One of the highlights of the conference was an impassioned speech about the past of a former drug user from the recovery program of the College of New Jersey. This talk helped us realize the importance of health care providers in society, and the impact we as pharmacists can have on drug abusers. Then, the CEO of Walgreens and Manager of Walmart shared their experiences and challenged us to improve our leadership skills and shared their advice on how to become successful leaders in the pharmacy profession. Another CEO and successful owner of many pharmacies flew in from California to come and share advice regarding how to become a successful owner of a pharmacy, as well.

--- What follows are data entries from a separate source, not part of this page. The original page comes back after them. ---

//! Write a textual value into the field bound to an environment variable.
//!
//! The text is parsed at the field's declared type and stored through
//! [`EnvConfig::field_mut`]. No other field is read back or rewritten.

use std::num::{ParseFloatError, ParseIntError};
use std::str::FromStr;

use crate::binding::{self, EnvConfig, FieldMut};
use crate::capture;
use crate::error::EnvfigError;
use crate::introspect::lookup;
use crate::types::ValueKind;

/// Set the field bound to `name` from `text`.
///
/// Fails with [`EnvfigError::FieldNotFound`] when no field is bound to
/// `name`, [`EnvfigError::NotSettable`] when the field is hidden from
/// serialization or not handed out by `field_mut`, and
/// [`EnvfigError::Parse`] / [`EnvfigError::UnsupportedKind`] when `text`
/// can't be stored. `config` is unchanged on error.
pub fn set_field<C: EnvConfig>(config: &mut C, name: &str, text: &str) -> Result<(), EnvfigError> {
    let binding =
        binding::find_binding::<C>(name).ok_or_else(|| EnvfigError::FieldNotFound(name.into()))?;

    let captured = capture::capture(&*config)?;
    let kind = lookup(&captured, binding.field)
        .map(|c| c.kind)
        .ok_or_else(|| EnvfigError::NotSettable(name.into()))?;
    if let ValueKind::Unsupported(_) = kind {
        return Err(EnvfigError::UnsupportedKind {
            name: name.into(),
            kind,
        });
    }

    let slot = config
        .field_mut(binding.field)
        .ok_or_else(|| EnvfigError::NotSettable(name.into()))?;
    store(name, slot, text)
}

fn store(name: &str, slot: FieldMut<'_>, text: &str) -> Result<(), EnvfigError> {
    let kind = slot.kind();
    let parse_err = |reason: String| EnvfigError::Parse {
        name: name.into(),
        value: text.into(),
        kind,
        reason,
    };

    match slot {
        FieldMut::String(v) => *v = text.to_string(),
        FieldMut::Bool(v) => {
            *v = parse_bool(text).ok_or_else(|| {
                parse_err("expected one of 1, t, T, TRUE, true, True, 0, f, F, FALSE, false, False".into())
            })?
        }
        FieldMut::I8(v) => *v = parse_int(text).map_err(parse_err)?,
        FieldMut::I16(v) => *v = parse_int(text).map_err(parse_err)?,
        FieldMut::I32(v) => *v = parse_int(text).map_err(parse_err)?,
        FieldMut::I64(v) => *v = parse_int(text).map_err(parse_err)?,
        FieldMut::Isize(v) => *v = parse_int(text).map_err(parse_err)?,
        FieldMut::U8(v) => *v = parse_int(text).map_err(parse_err)?,
        FieldMut::U16(v) => *v = parse_int(text).map_err(parse_err)?,
        FieldMut::U32(v) => *v = parse_int(text).map_err(parse_err)?,
        FieldMut::U64(v) => *v = parse_int(text).map_err(parse_err)?,
        FieldMut::Usize(v) => *v = parse_int(text).map_err(parse_err)?,
        FieldMut::F32(v) => *v = parse_float(text).map_err(parse_err)?,
        FieldMut::F64(v) => *v = parse_float(text).map_err(parse_err)?,
    }
    Ok(())
}

fn parse_int<T: FromStr<Err = ParseIntError>>(text: &str) -> Result<T, String> {
    text.parse().map_err(|e: ParseIntError| e.to_string())
}

/// Parse at the width of `T`. `inf`, `infinity` and `nan` are accepted as
/// written; finite text that overflows the width is rejected.
fn parse_float<T: FromStr<Err = ParseFloatError> + Into<f64> + Copy>(
    text: &str,
) -> Result<T, String> {
    let value: T = text.parse().map_err(|e: ParseFloatError| e.to_string())?;
    if value.into().is_infinite() && !names_infinity(text) {
        return Err("value out of range".into());
    }
    Ok(value)
}

fn names_infinity(text: &str) -> bool {
    let unsigned = text.strip_prefix(['+', '-']).unwrap_or(text);
    unsigned.eq_ignore_ascii_case("inf") || unsigned.eq_ignore_ascii_case("infinity")
}

/// Accepts exactly `1 t T TRUE true True` and `0 f F FALSE false False`.
pub fn parse_bool(text: &str) -> Option<bool> {
    match text {
        "1" | "t" | "T" | "TRUE" | "true" | "True" => Some(true),
        "0" | "f" | "F" | "FALSE" | "false" | "False" => Some(false),
        _ => None,
    }
}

A career expo offered opportunities for attendees to meet with representatives from all over the country and learn more about different fellowships and post-graduate opportunities. Raffle tickets were given out along with games which added some excitement, levity, and encouraged networking with our fellow attendees through competition. Throughout the meeting, members who have contributed to the success of their home APhA-ASP chapters were recognized, and our own Rachel Peaytt, President-Elect, was recognized for her hard work for the University of Charleston School of Pharmacy APhA-ASP student organization. This meeting also provided an opportunity for various student chapters to propose their ideas on new policies which were then discussed and voted upon to be brought to attention at the national APhA-ASP with the intention to improve the field of pharmacy. This meeting allowed connection between APhA-ASP members, promoted the development of essential pharmacy skills, provided a chance to learn from successful leaders, and encouraged members to continue to contribute to the pharmacy community all while perpetuating the APhA message: “Together We Can.”

White Coats on the Bridge

Every October is American Pharmacist Month and as such, the whole month is filled with activities at the University of Charleston School of Pharmacy. Each pharmacy organization and class sponsors at least one American Pharmacist Month event to help spread the word and educate people regarding the different aspects of pharmacy.  From medication therapy management to administering vaccinations, it is pharmacist’s job to let people know that pharmacists can do so much more than just count pills!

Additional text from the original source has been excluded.